▶ _Requirement_: Return the data below exactly, stopping after the line with "a polyline locator.".

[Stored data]
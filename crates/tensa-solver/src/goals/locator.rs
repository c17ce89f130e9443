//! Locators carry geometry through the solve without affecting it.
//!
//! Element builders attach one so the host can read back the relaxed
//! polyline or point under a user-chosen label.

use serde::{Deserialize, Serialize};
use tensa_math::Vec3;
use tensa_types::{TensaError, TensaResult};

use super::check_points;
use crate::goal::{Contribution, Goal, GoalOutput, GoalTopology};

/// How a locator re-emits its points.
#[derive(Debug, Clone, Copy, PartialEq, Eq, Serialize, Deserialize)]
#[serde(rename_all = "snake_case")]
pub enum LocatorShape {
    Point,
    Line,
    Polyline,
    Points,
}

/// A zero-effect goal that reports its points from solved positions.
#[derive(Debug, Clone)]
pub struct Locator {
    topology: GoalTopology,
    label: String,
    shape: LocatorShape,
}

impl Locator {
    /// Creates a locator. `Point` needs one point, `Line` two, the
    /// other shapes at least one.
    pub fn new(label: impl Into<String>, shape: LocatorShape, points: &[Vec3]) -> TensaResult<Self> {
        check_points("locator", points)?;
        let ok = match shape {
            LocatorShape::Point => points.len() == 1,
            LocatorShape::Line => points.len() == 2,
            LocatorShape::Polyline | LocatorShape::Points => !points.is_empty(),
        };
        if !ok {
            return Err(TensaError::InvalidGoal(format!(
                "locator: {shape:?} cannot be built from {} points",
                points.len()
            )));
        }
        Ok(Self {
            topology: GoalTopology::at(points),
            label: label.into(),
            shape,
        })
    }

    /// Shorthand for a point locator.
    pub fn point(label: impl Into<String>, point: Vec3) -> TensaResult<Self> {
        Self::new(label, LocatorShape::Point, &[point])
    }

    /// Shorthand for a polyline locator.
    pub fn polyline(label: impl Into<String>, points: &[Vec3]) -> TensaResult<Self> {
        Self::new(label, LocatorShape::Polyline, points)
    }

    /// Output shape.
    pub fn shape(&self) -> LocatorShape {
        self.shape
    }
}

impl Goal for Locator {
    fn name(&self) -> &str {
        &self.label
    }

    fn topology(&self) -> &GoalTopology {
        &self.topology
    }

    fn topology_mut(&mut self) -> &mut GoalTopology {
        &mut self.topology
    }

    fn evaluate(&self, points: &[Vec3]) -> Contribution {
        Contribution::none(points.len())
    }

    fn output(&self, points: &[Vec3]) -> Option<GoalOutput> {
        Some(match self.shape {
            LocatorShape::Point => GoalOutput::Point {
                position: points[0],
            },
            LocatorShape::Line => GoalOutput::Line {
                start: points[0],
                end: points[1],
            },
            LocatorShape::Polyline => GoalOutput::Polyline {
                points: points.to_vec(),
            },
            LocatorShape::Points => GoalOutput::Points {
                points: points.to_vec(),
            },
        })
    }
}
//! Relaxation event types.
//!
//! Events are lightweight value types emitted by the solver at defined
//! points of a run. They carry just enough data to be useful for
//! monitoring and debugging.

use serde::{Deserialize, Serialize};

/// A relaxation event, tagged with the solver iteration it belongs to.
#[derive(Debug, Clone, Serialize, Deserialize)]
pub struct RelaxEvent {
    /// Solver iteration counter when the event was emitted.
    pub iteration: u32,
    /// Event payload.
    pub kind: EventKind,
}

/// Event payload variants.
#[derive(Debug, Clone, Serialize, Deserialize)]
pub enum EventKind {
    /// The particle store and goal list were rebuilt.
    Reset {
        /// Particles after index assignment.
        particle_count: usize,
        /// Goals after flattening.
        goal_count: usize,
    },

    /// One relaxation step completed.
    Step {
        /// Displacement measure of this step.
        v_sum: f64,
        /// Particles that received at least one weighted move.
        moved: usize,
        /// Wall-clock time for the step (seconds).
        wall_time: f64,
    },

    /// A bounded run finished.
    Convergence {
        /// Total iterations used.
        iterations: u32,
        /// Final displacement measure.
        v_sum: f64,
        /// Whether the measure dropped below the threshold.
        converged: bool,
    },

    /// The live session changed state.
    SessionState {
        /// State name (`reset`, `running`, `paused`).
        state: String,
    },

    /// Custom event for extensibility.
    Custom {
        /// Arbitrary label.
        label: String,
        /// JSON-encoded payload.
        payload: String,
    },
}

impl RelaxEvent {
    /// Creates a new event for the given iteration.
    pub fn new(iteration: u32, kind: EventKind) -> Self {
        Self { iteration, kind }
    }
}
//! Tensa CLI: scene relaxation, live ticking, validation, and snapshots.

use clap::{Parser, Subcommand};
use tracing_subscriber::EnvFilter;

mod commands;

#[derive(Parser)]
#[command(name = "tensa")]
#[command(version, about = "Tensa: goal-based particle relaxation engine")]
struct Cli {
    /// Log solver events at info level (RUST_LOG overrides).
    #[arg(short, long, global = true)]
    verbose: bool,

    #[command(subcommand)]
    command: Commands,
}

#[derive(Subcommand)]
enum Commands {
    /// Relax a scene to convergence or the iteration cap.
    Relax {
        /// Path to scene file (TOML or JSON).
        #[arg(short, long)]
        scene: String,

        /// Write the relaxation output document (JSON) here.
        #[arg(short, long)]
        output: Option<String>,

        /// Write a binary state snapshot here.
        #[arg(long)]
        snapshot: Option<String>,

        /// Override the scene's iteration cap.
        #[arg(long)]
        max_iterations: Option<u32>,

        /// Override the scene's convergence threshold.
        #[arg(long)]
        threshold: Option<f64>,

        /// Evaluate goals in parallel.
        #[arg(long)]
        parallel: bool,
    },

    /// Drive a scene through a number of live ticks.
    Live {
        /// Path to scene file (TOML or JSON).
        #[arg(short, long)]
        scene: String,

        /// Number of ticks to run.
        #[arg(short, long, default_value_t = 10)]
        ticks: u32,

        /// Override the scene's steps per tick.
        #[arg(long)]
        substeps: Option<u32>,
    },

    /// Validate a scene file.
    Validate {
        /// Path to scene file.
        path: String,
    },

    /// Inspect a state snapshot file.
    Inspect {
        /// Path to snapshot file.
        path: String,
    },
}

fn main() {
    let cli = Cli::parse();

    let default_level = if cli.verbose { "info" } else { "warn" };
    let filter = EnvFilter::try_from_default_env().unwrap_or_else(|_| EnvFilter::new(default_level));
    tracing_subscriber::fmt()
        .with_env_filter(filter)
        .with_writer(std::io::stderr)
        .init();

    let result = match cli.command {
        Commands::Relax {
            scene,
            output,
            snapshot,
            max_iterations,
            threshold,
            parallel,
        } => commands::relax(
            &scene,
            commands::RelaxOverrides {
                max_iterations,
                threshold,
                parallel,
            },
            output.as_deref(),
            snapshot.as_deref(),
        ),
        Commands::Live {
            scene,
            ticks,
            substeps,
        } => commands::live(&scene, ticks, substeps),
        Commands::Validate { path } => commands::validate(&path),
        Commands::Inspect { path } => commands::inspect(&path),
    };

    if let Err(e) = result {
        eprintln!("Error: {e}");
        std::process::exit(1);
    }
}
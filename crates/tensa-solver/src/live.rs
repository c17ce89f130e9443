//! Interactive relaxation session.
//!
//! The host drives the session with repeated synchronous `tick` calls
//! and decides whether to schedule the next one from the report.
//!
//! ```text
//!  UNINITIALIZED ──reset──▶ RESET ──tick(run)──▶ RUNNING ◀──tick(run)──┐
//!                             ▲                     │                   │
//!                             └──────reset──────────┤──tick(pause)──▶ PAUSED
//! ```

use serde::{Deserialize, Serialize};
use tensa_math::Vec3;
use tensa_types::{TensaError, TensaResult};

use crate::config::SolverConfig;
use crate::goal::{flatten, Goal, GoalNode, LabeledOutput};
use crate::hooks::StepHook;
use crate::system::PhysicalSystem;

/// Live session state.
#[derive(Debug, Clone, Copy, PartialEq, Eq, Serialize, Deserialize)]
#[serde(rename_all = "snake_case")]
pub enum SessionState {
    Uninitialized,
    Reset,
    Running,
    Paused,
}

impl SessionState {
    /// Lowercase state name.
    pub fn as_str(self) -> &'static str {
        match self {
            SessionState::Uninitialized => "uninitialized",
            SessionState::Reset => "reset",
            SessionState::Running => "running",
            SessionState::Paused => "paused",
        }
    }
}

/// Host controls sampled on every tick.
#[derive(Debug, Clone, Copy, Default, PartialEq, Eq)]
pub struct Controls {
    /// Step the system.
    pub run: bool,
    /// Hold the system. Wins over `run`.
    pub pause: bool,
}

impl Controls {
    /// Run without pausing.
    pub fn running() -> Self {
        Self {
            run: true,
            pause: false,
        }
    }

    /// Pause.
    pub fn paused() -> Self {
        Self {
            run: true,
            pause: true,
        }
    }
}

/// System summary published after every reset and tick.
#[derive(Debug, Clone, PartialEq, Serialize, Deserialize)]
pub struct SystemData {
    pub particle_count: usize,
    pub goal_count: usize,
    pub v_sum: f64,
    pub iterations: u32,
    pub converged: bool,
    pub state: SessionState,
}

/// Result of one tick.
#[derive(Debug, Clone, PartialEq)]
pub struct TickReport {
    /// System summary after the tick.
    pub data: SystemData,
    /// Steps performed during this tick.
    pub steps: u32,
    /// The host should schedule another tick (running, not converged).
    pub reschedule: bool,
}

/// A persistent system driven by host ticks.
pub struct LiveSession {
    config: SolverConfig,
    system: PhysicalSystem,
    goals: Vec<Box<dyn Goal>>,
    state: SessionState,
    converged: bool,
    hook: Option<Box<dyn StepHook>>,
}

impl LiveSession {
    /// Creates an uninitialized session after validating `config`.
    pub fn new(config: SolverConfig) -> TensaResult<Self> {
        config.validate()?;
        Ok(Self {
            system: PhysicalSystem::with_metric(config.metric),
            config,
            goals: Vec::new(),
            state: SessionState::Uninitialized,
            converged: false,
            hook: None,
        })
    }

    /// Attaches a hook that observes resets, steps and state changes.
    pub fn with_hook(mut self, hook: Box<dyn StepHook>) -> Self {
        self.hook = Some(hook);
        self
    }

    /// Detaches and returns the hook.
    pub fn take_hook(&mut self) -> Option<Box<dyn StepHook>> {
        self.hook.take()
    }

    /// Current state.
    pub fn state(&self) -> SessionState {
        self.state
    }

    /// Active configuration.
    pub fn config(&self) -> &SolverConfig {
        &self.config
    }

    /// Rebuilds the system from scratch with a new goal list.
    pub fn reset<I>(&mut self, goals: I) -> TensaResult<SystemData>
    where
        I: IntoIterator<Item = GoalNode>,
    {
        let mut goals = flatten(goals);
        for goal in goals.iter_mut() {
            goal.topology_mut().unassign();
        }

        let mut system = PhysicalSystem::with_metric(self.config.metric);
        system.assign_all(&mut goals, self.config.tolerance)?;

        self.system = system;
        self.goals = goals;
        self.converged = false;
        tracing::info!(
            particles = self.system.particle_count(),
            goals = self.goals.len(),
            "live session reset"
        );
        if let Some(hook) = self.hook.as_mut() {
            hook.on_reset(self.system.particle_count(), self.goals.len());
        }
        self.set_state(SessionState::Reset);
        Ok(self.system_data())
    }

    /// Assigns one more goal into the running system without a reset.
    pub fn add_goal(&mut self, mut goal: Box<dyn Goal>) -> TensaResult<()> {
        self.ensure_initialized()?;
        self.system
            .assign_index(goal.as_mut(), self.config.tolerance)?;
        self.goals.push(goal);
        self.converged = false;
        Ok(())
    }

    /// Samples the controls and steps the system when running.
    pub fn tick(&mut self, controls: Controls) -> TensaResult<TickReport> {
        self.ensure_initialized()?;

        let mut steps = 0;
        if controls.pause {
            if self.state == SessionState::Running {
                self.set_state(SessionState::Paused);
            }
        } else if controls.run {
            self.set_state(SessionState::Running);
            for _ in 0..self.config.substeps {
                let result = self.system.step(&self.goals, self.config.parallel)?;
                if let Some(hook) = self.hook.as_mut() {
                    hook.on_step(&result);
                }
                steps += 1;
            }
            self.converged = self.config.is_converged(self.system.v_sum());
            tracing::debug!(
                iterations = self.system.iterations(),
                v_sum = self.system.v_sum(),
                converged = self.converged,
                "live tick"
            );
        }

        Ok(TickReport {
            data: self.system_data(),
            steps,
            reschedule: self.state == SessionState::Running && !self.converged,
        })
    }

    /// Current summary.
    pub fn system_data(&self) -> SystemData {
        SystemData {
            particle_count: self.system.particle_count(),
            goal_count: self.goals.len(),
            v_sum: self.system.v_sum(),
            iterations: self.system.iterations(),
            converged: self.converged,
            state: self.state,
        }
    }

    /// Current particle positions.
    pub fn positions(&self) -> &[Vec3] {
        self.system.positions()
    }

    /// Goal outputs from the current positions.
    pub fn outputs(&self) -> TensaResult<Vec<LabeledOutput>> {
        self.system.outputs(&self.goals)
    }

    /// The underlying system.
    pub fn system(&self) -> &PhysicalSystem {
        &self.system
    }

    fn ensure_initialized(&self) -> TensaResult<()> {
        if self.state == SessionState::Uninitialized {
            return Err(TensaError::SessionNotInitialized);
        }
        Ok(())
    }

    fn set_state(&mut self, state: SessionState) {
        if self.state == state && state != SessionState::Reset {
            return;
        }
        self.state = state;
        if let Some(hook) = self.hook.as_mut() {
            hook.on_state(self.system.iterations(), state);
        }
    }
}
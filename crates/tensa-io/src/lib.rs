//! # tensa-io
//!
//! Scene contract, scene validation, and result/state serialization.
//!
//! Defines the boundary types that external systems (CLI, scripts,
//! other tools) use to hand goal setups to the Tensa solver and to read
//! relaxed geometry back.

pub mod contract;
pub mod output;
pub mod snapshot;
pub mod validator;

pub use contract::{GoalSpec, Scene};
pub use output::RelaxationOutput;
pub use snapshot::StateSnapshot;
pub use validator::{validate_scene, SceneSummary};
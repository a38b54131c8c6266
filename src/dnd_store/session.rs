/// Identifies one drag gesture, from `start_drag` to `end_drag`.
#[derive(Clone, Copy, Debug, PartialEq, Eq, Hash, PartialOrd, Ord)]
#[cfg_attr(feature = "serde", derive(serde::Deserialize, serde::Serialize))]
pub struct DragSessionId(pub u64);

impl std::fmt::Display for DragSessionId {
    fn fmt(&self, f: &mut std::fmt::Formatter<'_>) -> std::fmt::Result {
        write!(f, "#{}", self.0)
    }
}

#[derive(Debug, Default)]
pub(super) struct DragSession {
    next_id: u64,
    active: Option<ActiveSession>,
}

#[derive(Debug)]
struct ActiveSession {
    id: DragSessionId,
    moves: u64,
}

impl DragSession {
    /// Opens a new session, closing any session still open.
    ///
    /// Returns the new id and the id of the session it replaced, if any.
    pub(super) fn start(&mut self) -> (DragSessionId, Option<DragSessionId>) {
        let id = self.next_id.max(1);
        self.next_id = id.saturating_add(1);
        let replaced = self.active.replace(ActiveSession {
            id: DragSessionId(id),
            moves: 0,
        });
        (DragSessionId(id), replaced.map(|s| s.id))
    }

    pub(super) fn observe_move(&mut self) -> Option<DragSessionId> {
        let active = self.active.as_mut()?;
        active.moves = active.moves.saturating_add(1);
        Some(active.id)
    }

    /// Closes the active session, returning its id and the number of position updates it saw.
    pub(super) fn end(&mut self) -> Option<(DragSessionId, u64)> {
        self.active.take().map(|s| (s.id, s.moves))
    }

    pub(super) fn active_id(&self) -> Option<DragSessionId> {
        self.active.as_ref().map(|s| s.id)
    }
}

▶ _Output_:
filename crates/tensa-solver/src/goals/locator.rs
repository c17ce89f130e9443
//! Locators carry geometry through the solve without affecting it.
//!
//! Element builders attach one so the host can read back the relaxed
//! polyline or point under a user-chosen label.

use serde::{Deserialize, Serialize};
use tensa_math::Vec3;
use tensa_types::{TensaError, TensaResult};

use super::check_points;
use crate::goal::{Contribution, Goal, GoalOutput, GoalTopology};

/// How a locator re-emits its points.
#[derive(Debug, Clone, Copy, PartialEq, Eq, Serialize, Deserialize)]
#[serde(rename_all = "snake_case")]
pub enum LocatorShape {
    Point,
    Line,
    Polyline,
    Points,
}

/// A zero-effect goal that reports its points from solved positions.
#[derive(Debug, Clone)]
pub struct Locator {
    topology: GoalTopology,
    label: String,
    shape: LocatorShape,
}

impl Locator {
    /// Creates a locator. `Point` needs one point, `Line` two, the
    /// other shapes at least one.
    pub fn new(label: impl Into<String>, shape: LocatorShape, points: &[Vec3]) -> TensaResult<Self> {
        check_points("locator", points)?;
        let ok = match shape {
            LocatorShape::Point => points.len() == 1,
            LocatorShape::Line => points.len() == 2,
            LocatorShape::Polyline | LocatorShape::Points => !points.is_empty(),
        };
        if !ok {
            return Err(TensaError::InvalidGoal(format!(
                "locator: {shape:?} cannot be built from {} points",
                points.len()
            )));
        }
        Ok(Self {
            topology: GoalTopology::at(points),
            label: label.into(),
            shape,
        })
    }

    /// Shorthand for a point locator.
    pub fn point(label: impl Into<String>, point: Vec3) -> TensaResult<Self> {
        Self::new(label, LocatorShape::Point, &[point])
    }

    /// Shorthand for a polyline locator.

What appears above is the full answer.